This exercise calls for a copy of every line in the listing below that carries the word "ComputeBackend".

● GIVEN DATA:
=======
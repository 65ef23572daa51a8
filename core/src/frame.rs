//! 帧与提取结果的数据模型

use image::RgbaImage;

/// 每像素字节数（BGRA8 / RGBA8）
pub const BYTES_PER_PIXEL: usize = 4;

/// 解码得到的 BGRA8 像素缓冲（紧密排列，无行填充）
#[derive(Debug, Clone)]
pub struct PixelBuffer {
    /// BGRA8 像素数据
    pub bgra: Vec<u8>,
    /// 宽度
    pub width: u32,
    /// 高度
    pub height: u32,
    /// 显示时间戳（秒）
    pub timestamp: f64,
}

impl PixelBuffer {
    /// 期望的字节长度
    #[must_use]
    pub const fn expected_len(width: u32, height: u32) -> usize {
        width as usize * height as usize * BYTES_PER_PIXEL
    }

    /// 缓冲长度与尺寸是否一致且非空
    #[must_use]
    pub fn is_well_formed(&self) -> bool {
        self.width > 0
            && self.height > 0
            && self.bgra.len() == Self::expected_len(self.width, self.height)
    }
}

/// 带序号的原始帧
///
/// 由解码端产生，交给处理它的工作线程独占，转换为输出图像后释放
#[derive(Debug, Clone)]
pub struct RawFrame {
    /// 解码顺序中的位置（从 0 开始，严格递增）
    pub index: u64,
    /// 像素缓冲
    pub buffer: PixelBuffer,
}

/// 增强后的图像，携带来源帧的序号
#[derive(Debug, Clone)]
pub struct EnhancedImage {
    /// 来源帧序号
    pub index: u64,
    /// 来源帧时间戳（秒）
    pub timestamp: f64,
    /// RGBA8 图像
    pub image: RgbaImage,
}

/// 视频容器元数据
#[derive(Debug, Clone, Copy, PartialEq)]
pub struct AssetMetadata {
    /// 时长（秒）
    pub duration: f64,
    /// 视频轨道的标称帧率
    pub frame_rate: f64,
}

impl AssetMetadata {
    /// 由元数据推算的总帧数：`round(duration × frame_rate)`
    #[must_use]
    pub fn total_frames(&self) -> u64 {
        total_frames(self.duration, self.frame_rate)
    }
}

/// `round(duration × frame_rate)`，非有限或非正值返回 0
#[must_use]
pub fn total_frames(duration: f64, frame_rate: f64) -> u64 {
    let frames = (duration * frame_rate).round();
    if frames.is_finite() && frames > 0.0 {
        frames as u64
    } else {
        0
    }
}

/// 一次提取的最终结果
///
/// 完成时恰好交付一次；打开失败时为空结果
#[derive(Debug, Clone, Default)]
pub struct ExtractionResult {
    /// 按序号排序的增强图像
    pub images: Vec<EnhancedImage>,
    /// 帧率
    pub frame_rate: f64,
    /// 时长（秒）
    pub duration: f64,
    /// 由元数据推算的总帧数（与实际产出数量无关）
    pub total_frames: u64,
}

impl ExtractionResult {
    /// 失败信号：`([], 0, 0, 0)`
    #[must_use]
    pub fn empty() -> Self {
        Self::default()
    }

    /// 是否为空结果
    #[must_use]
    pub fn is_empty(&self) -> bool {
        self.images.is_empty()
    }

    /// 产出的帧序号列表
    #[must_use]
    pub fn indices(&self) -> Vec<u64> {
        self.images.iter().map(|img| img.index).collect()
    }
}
=======
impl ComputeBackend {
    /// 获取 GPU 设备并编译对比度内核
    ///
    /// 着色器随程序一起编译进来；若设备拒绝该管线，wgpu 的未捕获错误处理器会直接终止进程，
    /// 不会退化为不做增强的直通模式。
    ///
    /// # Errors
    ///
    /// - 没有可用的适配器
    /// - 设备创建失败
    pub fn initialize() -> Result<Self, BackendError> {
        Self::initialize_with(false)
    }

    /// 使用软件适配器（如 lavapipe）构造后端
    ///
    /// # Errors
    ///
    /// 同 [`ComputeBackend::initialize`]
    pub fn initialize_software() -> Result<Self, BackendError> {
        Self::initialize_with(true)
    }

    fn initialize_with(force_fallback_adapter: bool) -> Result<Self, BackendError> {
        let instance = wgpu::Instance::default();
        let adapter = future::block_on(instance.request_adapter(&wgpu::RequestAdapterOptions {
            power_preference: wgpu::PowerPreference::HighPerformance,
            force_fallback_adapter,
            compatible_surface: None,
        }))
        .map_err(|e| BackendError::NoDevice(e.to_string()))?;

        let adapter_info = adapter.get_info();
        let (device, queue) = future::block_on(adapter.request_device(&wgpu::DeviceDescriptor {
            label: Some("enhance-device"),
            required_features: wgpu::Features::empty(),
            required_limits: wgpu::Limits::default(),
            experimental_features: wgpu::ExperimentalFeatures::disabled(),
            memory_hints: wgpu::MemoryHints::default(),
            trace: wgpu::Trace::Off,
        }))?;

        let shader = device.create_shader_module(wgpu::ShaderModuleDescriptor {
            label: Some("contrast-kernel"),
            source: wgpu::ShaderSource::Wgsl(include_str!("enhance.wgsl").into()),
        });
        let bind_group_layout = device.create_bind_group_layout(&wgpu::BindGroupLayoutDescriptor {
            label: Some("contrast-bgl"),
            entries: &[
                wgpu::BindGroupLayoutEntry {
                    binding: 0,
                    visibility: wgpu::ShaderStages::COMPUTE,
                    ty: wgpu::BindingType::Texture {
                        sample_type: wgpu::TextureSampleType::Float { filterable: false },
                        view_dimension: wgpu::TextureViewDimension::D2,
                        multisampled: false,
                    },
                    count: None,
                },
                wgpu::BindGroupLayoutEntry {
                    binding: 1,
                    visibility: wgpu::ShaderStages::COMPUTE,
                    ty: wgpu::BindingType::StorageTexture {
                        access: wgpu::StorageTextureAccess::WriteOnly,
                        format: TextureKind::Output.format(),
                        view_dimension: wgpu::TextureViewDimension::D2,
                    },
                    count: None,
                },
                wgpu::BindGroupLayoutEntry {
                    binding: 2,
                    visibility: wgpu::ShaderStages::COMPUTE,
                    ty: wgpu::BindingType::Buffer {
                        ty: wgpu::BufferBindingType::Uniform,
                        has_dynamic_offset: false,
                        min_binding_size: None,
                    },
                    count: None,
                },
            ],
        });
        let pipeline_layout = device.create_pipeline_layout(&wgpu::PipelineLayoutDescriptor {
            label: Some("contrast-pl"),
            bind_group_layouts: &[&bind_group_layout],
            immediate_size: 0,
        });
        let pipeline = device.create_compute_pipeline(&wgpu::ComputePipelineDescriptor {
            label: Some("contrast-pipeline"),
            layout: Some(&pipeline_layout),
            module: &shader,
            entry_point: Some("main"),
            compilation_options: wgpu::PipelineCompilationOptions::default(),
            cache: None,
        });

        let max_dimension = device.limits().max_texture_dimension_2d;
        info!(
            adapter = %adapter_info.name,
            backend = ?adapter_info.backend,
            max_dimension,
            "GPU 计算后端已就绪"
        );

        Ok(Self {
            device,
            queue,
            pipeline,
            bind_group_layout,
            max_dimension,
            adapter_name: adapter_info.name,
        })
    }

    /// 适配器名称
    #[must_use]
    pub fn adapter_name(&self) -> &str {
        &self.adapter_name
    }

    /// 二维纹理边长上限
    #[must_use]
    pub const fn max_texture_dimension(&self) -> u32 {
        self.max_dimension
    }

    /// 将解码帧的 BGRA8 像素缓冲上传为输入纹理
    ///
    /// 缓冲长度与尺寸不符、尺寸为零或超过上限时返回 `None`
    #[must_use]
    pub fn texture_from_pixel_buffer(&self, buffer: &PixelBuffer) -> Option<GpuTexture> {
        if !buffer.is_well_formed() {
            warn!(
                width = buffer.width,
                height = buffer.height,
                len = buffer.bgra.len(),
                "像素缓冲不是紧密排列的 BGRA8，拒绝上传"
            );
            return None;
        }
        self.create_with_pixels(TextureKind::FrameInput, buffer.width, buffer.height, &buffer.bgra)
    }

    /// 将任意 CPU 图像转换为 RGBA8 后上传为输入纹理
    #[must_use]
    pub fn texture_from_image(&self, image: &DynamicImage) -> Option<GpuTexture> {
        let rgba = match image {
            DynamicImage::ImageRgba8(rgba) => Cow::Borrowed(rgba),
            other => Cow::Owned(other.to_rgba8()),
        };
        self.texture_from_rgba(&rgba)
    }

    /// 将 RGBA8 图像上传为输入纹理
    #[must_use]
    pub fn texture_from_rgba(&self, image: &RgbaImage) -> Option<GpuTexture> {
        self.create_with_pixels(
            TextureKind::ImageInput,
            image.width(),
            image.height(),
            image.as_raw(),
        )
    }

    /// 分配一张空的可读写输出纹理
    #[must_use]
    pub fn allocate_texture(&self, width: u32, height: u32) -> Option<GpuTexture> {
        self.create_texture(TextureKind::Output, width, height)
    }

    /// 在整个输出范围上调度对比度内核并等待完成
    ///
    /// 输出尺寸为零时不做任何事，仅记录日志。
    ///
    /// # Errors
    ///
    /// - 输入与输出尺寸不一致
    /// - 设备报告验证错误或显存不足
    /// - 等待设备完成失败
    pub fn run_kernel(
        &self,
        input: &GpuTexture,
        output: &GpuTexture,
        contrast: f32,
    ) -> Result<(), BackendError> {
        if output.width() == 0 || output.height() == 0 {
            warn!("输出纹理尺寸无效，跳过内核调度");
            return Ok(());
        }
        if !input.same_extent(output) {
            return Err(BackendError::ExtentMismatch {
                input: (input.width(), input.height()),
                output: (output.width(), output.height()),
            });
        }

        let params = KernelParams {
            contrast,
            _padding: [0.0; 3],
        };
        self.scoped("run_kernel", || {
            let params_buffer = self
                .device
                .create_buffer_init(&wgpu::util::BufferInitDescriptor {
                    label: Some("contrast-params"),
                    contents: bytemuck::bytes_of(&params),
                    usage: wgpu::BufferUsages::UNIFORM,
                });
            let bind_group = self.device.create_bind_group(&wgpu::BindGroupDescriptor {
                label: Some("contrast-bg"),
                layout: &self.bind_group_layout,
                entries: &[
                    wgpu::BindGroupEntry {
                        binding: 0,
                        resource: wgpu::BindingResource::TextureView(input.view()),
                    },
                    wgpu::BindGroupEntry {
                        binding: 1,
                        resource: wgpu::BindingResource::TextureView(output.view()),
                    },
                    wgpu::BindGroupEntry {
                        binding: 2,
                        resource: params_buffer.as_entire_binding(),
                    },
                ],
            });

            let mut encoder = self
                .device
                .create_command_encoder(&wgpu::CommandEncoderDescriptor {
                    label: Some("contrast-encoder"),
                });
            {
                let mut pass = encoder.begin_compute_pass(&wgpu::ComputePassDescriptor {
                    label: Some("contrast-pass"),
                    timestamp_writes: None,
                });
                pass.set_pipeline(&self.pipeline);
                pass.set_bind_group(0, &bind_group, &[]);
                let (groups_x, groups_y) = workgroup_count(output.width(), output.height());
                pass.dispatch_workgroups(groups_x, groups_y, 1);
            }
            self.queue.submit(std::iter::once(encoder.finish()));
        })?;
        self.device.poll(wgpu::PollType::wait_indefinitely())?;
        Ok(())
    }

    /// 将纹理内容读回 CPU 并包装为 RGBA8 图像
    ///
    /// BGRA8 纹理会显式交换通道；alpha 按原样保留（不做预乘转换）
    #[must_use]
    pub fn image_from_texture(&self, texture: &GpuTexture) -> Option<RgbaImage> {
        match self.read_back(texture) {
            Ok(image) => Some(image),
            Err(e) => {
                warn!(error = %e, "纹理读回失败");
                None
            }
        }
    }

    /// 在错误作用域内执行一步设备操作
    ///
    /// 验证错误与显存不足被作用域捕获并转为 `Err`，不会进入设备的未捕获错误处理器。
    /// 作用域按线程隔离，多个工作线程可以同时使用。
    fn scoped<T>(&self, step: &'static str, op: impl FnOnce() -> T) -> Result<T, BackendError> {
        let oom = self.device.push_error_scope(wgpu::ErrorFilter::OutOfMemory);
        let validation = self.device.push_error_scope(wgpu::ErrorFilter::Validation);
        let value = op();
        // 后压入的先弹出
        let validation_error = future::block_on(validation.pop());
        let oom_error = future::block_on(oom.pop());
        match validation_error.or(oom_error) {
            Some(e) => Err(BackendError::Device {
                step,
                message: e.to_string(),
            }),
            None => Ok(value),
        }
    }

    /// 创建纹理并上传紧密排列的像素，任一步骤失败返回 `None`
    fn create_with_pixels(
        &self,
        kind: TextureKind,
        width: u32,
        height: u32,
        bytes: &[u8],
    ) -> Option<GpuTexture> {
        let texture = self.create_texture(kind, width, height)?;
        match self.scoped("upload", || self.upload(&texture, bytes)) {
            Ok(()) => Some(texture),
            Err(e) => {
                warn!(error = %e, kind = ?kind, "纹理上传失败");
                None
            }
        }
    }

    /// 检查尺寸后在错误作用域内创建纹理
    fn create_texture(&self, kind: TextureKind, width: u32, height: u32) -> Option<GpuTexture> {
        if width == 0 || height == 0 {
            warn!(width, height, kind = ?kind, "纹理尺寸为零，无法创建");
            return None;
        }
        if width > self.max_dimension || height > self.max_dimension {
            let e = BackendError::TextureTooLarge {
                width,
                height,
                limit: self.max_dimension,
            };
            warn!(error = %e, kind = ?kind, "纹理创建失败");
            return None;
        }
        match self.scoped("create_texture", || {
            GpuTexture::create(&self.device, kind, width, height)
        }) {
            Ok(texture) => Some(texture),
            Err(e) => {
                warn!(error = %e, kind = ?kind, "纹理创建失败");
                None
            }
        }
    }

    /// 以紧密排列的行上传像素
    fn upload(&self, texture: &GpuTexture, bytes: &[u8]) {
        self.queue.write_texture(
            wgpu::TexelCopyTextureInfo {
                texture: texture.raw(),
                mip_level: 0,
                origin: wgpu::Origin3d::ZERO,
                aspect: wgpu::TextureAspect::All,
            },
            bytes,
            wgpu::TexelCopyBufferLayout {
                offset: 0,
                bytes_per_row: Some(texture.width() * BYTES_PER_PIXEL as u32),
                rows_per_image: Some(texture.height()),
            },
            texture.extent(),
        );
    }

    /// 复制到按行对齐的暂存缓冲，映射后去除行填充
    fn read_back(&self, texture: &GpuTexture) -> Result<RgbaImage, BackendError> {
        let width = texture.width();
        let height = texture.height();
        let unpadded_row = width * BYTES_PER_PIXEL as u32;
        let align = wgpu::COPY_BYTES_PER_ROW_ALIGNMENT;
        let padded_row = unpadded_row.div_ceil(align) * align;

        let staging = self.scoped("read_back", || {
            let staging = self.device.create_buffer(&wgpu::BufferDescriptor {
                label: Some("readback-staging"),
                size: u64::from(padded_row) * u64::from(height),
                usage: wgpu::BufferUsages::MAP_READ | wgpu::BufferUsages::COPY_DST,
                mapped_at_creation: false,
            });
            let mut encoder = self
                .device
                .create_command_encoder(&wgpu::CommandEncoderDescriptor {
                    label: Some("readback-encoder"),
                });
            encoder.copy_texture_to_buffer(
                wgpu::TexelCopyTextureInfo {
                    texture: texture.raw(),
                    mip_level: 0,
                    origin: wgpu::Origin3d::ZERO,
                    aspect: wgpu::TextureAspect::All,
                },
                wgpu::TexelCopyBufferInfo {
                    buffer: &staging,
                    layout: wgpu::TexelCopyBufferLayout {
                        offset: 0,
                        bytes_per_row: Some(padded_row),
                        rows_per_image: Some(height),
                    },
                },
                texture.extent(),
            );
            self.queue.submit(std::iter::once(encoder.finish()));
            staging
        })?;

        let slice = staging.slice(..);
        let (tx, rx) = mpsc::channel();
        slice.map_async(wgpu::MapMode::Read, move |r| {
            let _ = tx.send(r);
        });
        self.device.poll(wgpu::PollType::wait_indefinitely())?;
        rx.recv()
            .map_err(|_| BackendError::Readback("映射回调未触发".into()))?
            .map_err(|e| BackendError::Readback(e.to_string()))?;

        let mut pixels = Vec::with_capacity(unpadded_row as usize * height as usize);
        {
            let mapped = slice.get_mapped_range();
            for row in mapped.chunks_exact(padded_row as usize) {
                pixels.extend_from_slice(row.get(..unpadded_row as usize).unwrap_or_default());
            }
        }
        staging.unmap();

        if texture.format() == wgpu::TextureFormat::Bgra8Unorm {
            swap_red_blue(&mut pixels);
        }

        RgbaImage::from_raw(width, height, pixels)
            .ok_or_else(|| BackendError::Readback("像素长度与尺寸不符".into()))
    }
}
=======
● EXPECTED ANSWER:
impl ComputeBackend {
    /// 同 [`ComputeBackend::initialize`]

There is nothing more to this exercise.